** Opening Provided data block **
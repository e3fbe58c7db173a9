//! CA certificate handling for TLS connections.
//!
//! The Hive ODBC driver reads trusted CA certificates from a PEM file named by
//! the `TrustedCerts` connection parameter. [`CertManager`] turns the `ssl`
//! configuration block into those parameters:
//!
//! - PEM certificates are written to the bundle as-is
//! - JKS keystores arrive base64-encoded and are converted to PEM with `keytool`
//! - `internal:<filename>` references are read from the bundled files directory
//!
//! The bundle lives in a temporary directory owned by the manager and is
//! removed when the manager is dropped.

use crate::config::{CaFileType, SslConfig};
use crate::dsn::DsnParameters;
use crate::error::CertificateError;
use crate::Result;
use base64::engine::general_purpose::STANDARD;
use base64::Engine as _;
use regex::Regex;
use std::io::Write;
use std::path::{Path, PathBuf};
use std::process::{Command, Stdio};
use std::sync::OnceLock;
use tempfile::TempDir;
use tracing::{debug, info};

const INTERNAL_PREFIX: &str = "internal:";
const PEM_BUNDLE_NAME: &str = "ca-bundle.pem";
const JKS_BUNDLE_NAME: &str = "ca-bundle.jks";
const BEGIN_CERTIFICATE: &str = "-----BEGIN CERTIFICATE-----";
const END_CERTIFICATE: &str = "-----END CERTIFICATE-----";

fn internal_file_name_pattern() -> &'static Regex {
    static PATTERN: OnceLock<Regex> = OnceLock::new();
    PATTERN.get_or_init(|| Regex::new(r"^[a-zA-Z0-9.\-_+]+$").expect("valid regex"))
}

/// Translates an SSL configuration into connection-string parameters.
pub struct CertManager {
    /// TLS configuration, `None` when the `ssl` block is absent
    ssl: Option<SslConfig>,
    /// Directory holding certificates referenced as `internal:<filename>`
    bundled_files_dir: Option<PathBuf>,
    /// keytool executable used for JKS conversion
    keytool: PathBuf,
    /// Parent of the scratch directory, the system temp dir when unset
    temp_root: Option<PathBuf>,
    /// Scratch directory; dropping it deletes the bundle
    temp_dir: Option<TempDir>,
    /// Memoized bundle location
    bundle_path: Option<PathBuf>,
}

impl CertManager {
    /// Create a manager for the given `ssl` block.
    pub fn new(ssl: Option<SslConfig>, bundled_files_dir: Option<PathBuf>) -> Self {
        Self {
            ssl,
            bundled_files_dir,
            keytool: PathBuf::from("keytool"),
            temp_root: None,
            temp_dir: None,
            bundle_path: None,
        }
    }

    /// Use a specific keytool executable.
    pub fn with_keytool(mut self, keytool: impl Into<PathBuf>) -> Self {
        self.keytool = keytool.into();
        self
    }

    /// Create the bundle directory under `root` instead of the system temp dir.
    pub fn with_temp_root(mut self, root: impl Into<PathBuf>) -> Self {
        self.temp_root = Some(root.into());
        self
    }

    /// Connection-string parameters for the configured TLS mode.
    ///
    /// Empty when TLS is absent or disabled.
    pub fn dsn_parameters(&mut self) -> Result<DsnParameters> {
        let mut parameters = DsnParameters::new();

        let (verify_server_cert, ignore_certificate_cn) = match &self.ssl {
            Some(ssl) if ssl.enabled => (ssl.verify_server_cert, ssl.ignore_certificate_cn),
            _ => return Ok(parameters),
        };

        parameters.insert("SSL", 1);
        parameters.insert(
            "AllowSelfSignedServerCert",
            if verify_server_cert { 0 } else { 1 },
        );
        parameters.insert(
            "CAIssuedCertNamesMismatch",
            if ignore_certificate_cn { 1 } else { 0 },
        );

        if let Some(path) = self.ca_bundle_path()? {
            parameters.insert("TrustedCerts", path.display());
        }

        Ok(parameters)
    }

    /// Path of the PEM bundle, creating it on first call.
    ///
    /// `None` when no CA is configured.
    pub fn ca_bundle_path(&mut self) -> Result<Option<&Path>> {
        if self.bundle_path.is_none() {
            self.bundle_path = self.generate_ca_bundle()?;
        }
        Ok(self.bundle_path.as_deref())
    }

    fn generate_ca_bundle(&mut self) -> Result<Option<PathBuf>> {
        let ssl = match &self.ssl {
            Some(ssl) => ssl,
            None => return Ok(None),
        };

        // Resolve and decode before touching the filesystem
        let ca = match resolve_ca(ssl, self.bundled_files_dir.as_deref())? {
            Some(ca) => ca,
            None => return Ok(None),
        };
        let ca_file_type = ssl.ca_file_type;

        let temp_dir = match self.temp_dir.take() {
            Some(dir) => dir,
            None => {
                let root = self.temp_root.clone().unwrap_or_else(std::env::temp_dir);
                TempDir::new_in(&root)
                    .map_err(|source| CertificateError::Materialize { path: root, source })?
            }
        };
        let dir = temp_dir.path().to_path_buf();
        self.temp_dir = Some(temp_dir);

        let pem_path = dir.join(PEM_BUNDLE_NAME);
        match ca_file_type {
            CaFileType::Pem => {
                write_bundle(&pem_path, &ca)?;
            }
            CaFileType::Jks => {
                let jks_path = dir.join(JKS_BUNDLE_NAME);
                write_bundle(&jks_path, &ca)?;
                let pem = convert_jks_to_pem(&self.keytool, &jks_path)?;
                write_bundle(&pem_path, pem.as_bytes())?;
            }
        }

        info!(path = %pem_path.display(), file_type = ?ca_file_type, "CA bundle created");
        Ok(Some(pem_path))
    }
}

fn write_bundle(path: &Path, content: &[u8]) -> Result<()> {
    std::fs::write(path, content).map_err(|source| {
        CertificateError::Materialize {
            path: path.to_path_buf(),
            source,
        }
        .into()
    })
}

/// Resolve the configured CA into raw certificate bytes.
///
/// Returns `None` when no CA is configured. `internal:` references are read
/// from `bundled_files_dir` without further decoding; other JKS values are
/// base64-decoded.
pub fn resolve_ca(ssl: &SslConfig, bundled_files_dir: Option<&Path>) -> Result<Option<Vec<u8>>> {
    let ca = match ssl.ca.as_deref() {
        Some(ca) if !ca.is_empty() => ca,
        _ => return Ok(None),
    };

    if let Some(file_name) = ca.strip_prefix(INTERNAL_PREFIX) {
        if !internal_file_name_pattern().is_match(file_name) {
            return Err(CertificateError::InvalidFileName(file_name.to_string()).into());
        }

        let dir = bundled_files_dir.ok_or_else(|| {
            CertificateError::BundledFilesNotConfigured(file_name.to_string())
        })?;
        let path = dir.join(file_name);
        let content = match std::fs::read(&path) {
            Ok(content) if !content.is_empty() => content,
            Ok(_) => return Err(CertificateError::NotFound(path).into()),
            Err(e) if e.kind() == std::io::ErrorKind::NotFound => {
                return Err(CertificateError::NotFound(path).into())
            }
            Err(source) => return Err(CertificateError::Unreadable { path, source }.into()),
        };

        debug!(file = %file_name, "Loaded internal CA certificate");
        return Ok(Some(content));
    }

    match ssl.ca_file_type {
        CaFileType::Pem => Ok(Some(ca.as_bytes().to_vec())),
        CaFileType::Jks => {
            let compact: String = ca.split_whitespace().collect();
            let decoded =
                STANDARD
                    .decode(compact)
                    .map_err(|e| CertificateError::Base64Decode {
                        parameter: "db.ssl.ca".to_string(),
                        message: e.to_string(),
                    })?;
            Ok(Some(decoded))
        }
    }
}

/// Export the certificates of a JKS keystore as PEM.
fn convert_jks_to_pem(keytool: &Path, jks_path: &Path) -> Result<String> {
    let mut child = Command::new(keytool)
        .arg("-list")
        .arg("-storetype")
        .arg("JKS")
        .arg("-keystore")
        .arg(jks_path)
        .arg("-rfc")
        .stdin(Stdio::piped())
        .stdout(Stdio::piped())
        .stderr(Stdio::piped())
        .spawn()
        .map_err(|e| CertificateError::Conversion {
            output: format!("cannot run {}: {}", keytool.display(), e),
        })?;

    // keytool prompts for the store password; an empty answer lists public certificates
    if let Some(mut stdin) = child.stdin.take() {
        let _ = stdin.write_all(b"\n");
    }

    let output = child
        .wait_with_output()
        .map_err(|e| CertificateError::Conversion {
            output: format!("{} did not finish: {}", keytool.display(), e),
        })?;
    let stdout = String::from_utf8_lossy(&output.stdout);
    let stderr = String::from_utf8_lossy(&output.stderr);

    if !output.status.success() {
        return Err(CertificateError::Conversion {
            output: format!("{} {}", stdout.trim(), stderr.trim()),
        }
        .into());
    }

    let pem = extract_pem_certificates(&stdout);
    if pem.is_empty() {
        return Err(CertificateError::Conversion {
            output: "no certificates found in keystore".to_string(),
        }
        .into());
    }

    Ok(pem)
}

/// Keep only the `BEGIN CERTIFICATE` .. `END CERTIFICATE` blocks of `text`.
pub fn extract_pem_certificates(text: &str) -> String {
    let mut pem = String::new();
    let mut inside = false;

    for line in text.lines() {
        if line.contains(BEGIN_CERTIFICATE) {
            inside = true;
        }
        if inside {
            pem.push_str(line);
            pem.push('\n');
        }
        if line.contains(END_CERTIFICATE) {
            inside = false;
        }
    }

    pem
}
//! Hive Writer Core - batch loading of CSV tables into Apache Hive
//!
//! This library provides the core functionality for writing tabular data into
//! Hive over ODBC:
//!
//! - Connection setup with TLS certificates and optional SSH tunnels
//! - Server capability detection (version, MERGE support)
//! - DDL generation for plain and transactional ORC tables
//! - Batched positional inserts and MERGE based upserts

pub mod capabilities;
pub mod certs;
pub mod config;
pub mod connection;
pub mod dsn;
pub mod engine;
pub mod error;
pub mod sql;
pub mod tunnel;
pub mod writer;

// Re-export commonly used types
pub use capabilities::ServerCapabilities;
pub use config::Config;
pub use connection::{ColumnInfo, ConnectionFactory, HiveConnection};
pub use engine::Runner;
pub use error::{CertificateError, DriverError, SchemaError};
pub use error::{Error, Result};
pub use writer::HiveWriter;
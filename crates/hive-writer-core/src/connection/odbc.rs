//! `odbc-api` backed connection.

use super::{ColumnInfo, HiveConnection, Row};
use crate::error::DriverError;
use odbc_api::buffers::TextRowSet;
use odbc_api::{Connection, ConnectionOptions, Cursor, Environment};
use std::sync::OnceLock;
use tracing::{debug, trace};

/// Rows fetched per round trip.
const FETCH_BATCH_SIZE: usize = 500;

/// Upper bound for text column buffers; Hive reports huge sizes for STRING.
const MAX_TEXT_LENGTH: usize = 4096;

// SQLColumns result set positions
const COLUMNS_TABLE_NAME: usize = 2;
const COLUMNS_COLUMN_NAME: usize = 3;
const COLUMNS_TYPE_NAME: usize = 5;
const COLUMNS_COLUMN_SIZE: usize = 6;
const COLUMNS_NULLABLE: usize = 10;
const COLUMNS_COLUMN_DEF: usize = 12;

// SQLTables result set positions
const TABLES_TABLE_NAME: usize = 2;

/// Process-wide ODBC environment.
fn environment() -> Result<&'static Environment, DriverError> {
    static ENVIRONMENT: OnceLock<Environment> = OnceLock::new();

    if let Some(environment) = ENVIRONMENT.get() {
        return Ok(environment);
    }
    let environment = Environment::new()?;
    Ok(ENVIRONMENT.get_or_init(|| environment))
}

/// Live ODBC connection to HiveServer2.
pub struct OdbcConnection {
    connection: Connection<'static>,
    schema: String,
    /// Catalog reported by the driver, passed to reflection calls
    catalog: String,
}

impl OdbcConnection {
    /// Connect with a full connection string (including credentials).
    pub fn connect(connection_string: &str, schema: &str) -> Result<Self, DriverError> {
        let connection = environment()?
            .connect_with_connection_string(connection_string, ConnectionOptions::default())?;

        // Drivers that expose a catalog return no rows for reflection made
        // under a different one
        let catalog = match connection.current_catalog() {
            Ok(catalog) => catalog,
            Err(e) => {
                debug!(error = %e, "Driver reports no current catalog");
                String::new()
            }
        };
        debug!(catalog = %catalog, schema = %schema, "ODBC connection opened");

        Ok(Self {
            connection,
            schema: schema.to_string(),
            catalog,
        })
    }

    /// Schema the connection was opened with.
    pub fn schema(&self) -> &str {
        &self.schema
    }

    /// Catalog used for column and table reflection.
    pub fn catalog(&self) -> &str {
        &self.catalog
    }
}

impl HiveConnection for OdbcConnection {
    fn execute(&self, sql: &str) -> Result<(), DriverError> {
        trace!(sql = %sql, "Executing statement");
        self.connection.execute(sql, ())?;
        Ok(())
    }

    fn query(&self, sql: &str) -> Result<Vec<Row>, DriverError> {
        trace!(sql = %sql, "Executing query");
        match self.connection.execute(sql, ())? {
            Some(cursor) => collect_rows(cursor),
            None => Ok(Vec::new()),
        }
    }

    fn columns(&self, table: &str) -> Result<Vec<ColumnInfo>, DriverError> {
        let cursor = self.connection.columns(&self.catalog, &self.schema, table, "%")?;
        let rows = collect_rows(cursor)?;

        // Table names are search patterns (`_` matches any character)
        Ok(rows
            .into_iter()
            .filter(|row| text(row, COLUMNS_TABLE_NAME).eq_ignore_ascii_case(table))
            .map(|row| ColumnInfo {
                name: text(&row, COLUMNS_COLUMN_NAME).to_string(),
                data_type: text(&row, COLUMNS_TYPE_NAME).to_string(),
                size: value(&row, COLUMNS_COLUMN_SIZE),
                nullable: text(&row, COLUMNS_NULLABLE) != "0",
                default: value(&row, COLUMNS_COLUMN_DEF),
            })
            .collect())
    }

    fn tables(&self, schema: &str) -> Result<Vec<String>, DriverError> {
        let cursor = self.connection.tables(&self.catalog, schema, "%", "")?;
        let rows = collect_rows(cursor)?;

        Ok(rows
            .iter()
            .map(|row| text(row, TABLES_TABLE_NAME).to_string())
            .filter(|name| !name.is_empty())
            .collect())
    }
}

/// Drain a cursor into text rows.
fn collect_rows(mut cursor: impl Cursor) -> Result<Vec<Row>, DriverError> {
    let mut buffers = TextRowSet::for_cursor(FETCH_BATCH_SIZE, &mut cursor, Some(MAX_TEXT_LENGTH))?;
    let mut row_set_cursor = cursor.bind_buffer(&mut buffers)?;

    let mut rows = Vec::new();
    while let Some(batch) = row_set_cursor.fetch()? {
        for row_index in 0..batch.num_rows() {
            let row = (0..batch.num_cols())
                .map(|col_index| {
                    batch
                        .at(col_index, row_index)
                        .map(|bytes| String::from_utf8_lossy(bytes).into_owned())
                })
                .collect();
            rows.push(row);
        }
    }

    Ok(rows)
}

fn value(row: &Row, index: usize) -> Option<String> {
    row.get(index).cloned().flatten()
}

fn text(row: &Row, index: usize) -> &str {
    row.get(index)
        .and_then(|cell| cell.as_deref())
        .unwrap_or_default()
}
** Closing Provided data block **
• [About this exercise]:
Where a line of the data contains "ColumnInfo", copy that line.

• [Answer for this exercise]:
pub use connection::{ColumnInfo, ConnectionFactory, HiveConnection};
use super::{ColumnInfo, HiveConnection, Row};
    fn columns(&self, table: &str) -> Result<Vec<ColumnInfo>, DriverError> {
            .map(|row| ColumnInfo {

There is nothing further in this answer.